Seniors who are contemplating a reverse mortgage is looking as a solution for credit card debt which should evaluate whether the amount of home equity they will lose in reverse mortgage fees and interest is worth the amount of credit card interest they will save. This calculation is complex and should be performed by an accountant or financial planner. A reverse mortgage counsellor may lack the knowledge to respond to this query.

What are the good alternatives to reverse mortgage?

Those who qualify for a home equity loan, a home equity line of credit (HELOC), or a cash-out refinance enjoy much lower fees and competitive interest rates. Seniors can also generate a substantial amount of cash by selling a car they no longer need and by utilizing local transportation programs for the elderly.

Whether borrowers lose their home with reverse mortgage?

Yes. With a reverse mortgage, homeowners can lose their home to foreclosure for a variety of reasons. In the few years leading up to 2019, 18% of reverse mortgages were foreclosed, with 75% of these foreclosures occurring because the homeowners no longer resided in the home and 25% occurring due to the nonpayment of property taxes.

How can I safeguard myself against reverse mortgage fraud?
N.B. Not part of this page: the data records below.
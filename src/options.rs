/// How frames are composited over the ones before them.
#[derive(Debug, Clone, Copy, PartialEq, Eq, Default)]
pub enum DisposalMode {
    /// Only looks at the last finished frame: when it asked to be restored (to background or
    /// to previous) the next frame starts from a blank canvas, otherwise from a copy of it.
    #[default]
    Simplified,
    /// GIF89a disposal: restore-to-background clears only the previous frame's rectangle and
    /// restore-to-previous brings back the canvas from before that frame was drawn.
    Conformant,
}

/// What to do with truncated or malformed data.
#[derive(Debug, Clone, Copy, PartialEq, Eq, Default)]
pub enum CorruptionPolicy {
    /// Decode whatever is there; missing bytes read as zero.
    #[default]
    Tolerant,
    /// Fail the load with `DecodeError::CorruptStream`.
    Strict,
}

#[derive(Debug, Clone, Copy, PartialEq)]
pub struct DecoderOptions {
    pub(crate) wait_till_done: bool,
    pub(crate) first_frame_only: bool,
    pub(crate) disposal: DisposalMode,
    pub(crate) corruption: CorruptionPolicy,
    pub(crate) speed: f64,
}

impl Default for DecoderOptions {
    fn default() -> Self {
        Self {
            wait_till_done: true,
            first_frame_only: false,
            disposal: DisposalMode::default(),
            corruption: CorruptionPolicy::default(),
            speed: 1.0,
        }
    }
}

impl DecoderOptions {
    /// When set, `on_load` fires once after the last frame instead of after every frame.
    pub fn wait_till_done(mut self, wait_till_done: bool) -> Self {
        self.wait_till_done = wait_till_done;
        self
    }

    /// Stop parsing after the first image.
    pub fn first_frame_only(mut self, first_frame_only: bool) -> Self {
        self.first_frame_only = first_frame_only;
        self
    }

    pub fn disposal(mut self, disposal: DisposalMode) -> Self {
        self.disposal = disposal;
        self
    }

    pub fn corruption(mut self, corruption: CorruptionPolicy) -> Self {
        self.corruption = corruption;
        self
    }

    /// Initial playback speed. Negative plays backwards, zero starts paused.
    pub fn speed(mut self, speed: f64) -> Self {
        self.speed = speed;
        self
    }
}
Due to the complexity of the reverse mortgage process and the prevalence of unfamiliar terms, this scheme is ripe for fraud. The Federal Bureau of Investigation recommends avoiding reverse mortgage scams by ignoring unsolicited advertisements, refusing to sign anything you do not fully comprehend, and seeking out your own reverse mortgage counsellor directly.

The Bottom Line

Taking out a loan against your home is a significant decision that will affect your current finances and your legacy. Loan origination, servicing, and interest are significant costs.

You must also keep in mind that the interest on a reverse mortgage loan will cause your debt to grow over time. If you change your mind about the loan or need to vacate the property for health reasons, the reverse mortgage is paid off with the proceeds from the sale of the property. Depending on the size of the loan and the property's value, there may be little or no money left over after the loan has been repaid.

Before obtaining a reverse mortgage, you should conduct extensive research on the subject, compare costs from multiple lenders, and read all disclosure documents. While it is generally not advisable to invest the proceeds from a reverse mortgage due to the need to recoup the loan costs and interest. Income from the reverse mortgage is a good opportunity to refocus other elements of your investment portfolio. Before assuming the mortgage, you should consider the reverse mortgage's cash flow and the impact this new source of income will have on your overall investment strategy.